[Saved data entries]
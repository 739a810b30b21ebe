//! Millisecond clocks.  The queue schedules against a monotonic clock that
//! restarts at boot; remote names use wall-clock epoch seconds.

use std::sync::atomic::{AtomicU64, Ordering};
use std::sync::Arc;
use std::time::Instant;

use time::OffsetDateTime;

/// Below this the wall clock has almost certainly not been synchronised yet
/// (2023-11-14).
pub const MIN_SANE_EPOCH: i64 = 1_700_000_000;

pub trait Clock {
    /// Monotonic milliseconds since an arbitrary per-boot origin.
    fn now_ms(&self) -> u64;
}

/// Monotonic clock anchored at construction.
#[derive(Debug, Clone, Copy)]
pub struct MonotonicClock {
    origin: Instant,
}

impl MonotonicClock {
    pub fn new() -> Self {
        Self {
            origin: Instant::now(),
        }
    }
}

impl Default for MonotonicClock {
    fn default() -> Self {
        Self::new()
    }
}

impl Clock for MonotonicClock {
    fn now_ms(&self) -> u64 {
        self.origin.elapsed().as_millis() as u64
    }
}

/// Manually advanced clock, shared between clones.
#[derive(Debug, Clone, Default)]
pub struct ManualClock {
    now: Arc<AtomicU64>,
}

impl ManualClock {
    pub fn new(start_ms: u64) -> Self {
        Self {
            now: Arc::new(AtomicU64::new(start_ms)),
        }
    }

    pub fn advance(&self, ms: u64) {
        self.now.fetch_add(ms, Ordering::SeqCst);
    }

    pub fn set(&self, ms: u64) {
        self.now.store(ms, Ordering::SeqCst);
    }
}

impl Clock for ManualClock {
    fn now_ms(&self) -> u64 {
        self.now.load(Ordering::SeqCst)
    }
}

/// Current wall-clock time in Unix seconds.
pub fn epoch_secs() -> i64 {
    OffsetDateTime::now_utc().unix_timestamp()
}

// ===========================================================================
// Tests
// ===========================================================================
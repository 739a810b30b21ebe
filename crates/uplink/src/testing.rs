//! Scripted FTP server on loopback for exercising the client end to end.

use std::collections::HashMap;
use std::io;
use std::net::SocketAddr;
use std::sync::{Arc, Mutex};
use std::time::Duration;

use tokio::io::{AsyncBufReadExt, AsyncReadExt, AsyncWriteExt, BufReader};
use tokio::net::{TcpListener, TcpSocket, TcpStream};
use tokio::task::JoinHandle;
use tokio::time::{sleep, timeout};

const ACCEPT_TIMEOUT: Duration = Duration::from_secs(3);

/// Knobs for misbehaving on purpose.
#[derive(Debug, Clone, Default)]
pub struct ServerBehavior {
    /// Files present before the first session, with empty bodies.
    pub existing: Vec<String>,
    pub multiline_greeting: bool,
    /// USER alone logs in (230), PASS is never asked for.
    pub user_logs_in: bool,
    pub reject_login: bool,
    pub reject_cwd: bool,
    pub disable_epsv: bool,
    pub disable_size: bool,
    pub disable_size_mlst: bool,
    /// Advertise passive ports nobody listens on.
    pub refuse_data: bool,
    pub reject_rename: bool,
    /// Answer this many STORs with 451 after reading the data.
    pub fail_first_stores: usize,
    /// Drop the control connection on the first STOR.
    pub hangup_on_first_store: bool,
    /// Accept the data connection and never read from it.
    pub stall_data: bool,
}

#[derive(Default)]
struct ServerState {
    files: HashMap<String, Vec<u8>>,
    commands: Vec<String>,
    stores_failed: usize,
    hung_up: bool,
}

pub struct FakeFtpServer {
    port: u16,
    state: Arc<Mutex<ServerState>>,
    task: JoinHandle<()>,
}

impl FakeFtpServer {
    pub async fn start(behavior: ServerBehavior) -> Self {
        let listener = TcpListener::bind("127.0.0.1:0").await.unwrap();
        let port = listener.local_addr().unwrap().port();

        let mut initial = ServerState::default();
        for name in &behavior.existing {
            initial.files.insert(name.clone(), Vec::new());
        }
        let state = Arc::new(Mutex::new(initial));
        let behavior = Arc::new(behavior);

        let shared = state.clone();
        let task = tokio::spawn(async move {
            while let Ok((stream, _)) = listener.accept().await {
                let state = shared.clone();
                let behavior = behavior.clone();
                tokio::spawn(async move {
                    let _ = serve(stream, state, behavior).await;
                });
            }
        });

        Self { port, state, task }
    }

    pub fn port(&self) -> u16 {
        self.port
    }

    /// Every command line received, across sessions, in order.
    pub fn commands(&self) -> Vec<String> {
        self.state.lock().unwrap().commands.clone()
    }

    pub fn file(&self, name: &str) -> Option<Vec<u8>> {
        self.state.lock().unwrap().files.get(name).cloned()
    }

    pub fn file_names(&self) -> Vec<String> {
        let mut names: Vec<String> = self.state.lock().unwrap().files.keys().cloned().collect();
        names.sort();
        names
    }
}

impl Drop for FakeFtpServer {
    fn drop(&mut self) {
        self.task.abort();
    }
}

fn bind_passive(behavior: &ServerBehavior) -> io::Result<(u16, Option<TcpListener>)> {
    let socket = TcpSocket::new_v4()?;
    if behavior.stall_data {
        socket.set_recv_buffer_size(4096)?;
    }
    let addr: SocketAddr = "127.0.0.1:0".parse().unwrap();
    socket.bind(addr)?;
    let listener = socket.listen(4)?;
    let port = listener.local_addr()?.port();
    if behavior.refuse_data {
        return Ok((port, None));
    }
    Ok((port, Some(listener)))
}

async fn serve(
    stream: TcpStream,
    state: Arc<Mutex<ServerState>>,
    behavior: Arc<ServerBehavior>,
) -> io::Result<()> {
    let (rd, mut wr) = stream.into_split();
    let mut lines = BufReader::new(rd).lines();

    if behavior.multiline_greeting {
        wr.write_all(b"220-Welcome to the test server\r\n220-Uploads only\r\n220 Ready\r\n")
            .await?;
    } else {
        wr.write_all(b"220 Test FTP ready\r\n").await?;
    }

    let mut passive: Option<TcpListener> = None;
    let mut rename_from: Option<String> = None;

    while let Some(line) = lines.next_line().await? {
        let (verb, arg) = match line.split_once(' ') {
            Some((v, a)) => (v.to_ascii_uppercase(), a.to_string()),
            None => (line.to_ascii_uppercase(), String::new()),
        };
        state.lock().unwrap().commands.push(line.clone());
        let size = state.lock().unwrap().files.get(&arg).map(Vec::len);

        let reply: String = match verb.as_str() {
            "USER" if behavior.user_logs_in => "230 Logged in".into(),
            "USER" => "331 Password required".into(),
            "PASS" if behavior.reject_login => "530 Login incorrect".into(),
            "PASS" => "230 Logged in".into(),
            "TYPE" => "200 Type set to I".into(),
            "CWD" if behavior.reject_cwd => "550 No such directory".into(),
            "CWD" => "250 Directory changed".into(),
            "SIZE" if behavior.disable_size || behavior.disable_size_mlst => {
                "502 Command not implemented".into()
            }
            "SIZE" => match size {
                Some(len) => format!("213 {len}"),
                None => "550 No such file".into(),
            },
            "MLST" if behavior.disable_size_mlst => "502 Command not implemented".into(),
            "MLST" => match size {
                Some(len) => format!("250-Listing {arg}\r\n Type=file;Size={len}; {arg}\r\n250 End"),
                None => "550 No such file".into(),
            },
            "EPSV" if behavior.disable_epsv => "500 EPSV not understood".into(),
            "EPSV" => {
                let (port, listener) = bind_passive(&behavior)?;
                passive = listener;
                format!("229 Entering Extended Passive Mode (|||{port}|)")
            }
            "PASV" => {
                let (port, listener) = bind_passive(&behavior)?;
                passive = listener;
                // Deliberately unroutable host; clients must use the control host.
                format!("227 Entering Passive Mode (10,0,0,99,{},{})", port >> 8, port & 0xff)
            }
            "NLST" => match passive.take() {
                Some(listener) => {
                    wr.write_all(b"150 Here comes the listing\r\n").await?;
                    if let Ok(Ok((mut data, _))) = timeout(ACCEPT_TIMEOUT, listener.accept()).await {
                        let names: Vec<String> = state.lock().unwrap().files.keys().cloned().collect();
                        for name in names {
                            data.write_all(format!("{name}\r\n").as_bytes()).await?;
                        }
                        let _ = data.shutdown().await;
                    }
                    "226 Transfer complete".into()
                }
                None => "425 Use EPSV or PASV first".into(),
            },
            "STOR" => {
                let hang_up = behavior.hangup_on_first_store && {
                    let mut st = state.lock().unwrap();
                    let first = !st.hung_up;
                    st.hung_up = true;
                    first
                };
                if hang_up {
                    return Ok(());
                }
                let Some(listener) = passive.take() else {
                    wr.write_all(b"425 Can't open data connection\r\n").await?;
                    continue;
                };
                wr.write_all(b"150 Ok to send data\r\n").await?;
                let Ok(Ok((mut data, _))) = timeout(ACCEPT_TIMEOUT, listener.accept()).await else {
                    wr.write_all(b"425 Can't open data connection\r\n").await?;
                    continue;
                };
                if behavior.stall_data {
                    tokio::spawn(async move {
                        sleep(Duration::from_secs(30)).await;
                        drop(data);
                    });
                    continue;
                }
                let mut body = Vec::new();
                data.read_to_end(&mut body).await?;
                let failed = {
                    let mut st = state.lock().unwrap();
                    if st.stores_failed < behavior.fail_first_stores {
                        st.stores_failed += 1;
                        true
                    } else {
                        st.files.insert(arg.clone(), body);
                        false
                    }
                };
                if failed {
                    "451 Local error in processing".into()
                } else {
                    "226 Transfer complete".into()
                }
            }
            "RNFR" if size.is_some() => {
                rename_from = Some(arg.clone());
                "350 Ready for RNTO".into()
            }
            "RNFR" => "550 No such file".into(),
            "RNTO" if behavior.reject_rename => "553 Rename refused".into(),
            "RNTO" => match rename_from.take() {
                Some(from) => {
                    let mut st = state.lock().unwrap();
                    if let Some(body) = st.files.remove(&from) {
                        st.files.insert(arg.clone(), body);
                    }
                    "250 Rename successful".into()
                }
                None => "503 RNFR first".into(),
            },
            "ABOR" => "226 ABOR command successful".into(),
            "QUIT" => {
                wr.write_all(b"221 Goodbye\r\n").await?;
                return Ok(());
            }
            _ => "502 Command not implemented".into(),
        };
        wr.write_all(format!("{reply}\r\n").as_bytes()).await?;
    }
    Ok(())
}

- **Exercise aim**
The response must hold only the lines above from the line with "self.state.lock().unwrap().files.get(name).cloned()" through the line with "impl Drop for", each copied exactly, both ends kept.

- **Exercise output**
        self.state.lock().unwrap().files.get(name).cloned()
    }

    pub fn file_names(&self) -> Vec<String> {
        let mut names: Vec<String> = self.state.lock().unwrap().files.keys().cloned().collect();
        names.sort();
        names
    }
}

impl Drop for FakeFtpServer {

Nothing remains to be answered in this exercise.